Exercise details
Gather all lines in the records below that include the word "verbose".
** Data shown follows **
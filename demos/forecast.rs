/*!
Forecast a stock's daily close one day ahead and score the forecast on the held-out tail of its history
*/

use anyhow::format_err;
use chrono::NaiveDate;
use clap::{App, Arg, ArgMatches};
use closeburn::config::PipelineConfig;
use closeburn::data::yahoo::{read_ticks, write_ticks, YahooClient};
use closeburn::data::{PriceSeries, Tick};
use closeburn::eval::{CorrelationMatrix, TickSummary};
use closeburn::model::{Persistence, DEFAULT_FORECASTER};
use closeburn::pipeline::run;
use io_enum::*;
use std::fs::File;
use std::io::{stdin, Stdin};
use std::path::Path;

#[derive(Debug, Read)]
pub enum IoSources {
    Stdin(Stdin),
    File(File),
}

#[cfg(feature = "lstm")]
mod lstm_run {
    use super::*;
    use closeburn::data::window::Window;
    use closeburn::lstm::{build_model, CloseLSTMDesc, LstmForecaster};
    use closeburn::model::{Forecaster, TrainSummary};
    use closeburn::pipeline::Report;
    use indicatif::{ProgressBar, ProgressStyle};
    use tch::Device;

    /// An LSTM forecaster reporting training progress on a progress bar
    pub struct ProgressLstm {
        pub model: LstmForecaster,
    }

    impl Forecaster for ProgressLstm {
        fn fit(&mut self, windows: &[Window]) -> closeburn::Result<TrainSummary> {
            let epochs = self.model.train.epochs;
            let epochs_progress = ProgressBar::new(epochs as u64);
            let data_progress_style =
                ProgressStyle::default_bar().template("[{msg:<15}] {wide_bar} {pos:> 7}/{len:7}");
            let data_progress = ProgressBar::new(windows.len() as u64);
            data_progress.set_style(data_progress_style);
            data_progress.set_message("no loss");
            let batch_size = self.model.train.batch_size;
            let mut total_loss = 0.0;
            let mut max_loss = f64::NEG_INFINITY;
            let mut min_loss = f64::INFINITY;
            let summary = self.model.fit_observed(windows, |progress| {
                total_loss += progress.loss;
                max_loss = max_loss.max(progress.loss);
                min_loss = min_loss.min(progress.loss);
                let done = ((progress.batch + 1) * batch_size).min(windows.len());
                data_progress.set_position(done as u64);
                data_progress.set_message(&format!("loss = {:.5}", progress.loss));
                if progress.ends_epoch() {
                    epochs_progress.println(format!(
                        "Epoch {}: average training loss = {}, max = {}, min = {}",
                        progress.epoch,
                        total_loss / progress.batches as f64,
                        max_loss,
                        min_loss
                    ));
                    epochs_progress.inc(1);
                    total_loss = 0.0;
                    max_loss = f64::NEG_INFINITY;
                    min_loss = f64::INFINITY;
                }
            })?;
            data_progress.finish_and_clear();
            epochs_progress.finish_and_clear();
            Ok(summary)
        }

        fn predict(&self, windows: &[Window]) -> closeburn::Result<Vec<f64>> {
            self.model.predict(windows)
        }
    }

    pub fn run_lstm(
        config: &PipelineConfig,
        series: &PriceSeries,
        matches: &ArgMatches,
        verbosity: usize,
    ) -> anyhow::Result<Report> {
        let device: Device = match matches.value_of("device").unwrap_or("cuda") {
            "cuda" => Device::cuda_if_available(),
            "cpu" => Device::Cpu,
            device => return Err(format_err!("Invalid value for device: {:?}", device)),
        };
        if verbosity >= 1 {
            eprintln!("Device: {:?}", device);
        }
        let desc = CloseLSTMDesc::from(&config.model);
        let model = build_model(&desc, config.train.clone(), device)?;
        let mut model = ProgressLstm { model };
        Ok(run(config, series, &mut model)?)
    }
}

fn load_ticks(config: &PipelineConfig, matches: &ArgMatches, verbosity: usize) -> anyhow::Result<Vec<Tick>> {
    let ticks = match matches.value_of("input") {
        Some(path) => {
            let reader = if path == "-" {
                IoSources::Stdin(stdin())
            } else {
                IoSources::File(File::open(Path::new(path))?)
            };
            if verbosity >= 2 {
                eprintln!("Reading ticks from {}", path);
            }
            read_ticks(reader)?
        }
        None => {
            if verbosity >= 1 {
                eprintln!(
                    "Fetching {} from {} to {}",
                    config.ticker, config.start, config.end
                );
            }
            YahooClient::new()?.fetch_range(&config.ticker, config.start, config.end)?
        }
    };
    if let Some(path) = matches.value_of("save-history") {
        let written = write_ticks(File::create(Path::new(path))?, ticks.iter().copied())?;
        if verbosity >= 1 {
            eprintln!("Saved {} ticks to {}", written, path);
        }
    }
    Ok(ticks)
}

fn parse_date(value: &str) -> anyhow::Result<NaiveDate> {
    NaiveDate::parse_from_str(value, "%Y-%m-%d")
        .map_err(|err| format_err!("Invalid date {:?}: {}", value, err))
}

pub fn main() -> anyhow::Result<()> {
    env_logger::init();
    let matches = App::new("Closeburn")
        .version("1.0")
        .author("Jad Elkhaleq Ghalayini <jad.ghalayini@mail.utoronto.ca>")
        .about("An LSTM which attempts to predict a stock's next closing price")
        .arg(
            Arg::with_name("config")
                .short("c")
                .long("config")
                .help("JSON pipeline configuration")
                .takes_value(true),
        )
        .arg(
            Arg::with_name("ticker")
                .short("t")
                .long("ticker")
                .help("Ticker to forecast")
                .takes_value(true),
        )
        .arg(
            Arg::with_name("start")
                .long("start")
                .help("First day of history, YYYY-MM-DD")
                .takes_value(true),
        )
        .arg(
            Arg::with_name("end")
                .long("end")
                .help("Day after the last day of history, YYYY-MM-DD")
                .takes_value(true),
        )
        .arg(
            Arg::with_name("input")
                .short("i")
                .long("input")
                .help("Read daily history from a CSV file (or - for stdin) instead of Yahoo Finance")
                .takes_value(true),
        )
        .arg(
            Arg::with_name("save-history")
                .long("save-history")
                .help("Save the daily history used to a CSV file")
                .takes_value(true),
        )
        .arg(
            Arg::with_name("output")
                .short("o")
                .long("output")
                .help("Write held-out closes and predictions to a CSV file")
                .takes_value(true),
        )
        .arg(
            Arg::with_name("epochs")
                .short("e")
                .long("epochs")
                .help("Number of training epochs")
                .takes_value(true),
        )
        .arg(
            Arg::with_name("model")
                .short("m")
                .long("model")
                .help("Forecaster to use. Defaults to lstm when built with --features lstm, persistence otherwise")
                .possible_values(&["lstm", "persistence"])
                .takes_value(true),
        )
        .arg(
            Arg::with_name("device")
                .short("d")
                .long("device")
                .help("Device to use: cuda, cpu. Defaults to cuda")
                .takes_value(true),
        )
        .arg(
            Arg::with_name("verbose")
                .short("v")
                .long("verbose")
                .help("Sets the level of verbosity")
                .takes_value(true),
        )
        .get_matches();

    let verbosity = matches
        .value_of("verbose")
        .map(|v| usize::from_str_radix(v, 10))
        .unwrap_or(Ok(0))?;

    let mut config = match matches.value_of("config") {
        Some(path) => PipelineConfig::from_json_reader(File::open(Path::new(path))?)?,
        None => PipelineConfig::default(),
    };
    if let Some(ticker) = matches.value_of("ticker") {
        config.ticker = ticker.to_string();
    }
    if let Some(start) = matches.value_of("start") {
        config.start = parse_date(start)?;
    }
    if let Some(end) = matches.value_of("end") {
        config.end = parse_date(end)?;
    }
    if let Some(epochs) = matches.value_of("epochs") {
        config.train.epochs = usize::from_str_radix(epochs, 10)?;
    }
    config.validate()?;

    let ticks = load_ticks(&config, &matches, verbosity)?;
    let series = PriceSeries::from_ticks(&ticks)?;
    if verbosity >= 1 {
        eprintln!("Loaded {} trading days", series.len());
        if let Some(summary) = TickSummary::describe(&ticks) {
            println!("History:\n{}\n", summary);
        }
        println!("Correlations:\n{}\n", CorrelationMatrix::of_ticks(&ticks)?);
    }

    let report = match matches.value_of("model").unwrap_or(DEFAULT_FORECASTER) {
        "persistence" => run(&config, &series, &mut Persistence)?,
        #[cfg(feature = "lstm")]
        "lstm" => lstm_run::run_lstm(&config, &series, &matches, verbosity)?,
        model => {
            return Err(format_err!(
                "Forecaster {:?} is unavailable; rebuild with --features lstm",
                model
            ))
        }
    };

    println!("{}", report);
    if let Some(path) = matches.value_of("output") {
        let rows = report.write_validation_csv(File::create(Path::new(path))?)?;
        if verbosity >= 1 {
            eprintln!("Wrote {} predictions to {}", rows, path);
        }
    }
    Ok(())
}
** End of Data shown **
Result
            Arg::with_name("verbose")
                .long("verbose")
        .value_of("verbose")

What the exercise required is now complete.